Records supplied Start Marker
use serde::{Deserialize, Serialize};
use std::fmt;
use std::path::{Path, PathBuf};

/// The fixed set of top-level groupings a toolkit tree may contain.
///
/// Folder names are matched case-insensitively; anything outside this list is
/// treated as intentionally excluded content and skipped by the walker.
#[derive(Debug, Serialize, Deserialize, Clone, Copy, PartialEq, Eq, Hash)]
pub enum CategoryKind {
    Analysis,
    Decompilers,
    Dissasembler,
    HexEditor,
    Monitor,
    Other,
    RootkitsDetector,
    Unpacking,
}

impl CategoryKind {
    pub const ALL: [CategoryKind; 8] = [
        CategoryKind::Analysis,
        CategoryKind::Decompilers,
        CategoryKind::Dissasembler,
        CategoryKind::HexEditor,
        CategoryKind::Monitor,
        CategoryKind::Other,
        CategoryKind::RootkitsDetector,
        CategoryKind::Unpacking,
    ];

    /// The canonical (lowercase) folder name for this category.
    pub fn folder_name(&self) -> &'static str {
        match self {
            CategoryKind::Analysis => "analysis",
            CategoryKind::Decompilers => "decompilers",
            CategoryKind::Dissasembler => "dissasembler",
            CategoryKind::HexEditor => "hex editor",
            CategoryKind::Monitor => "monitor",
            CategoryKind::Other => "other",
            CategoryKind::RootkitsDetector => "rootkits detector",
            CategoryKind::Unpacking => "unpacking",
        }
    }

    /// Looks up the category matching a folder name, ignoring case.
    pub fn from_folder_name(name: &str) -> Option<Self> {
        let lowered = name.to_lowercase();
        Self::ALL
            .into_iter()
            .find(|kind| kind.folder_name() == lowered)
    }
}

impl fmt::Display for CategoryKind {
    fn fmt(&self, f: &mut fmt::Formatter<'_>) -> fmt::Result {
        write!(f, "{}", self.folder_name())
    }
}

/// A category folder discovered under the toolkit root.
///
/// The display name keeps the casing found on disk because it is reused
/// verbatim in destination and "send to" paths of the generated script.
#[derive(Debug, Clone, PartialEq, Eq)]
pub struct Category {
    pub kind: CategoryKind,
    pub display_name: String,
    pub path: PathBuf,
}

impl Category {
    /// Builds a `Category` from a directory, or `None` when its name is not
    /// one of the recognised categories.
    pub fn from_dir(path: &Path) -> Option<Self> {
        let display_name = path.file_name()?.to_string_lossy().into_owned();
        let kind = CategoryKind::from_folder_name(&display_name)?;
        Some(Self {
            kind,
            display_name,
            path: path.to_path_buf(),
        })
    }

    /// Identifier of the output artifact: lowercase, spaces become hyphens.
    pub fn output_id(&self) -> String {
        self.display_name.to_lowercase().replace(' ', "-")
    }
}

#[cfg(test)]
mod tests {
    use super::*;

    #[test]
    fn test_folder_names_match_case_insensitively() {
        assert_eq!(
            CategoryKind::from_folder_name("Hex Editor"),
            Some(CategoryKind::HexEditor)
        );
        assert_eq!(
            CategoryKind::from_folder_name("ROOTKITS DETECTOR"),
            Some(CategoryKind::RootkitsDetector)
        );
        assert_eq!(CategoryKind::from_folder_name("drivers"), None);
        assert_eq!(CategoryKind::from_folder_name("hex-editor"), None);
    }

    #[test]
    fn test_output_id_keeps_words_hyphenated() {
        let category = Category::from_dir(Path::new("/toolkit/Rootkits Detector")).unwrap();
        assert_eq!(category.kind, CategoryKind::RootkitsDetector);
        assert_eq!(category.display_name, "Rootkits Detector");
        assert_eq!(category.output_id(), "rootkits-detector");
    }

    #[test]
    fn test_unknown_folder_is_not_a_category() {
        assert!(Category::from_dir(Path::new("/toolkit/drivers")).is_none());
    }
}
Records supplied End Marker
* _Task description_
Please give the number of lines above in which the word "impl" appears, without any other text.

* _Expected output_
3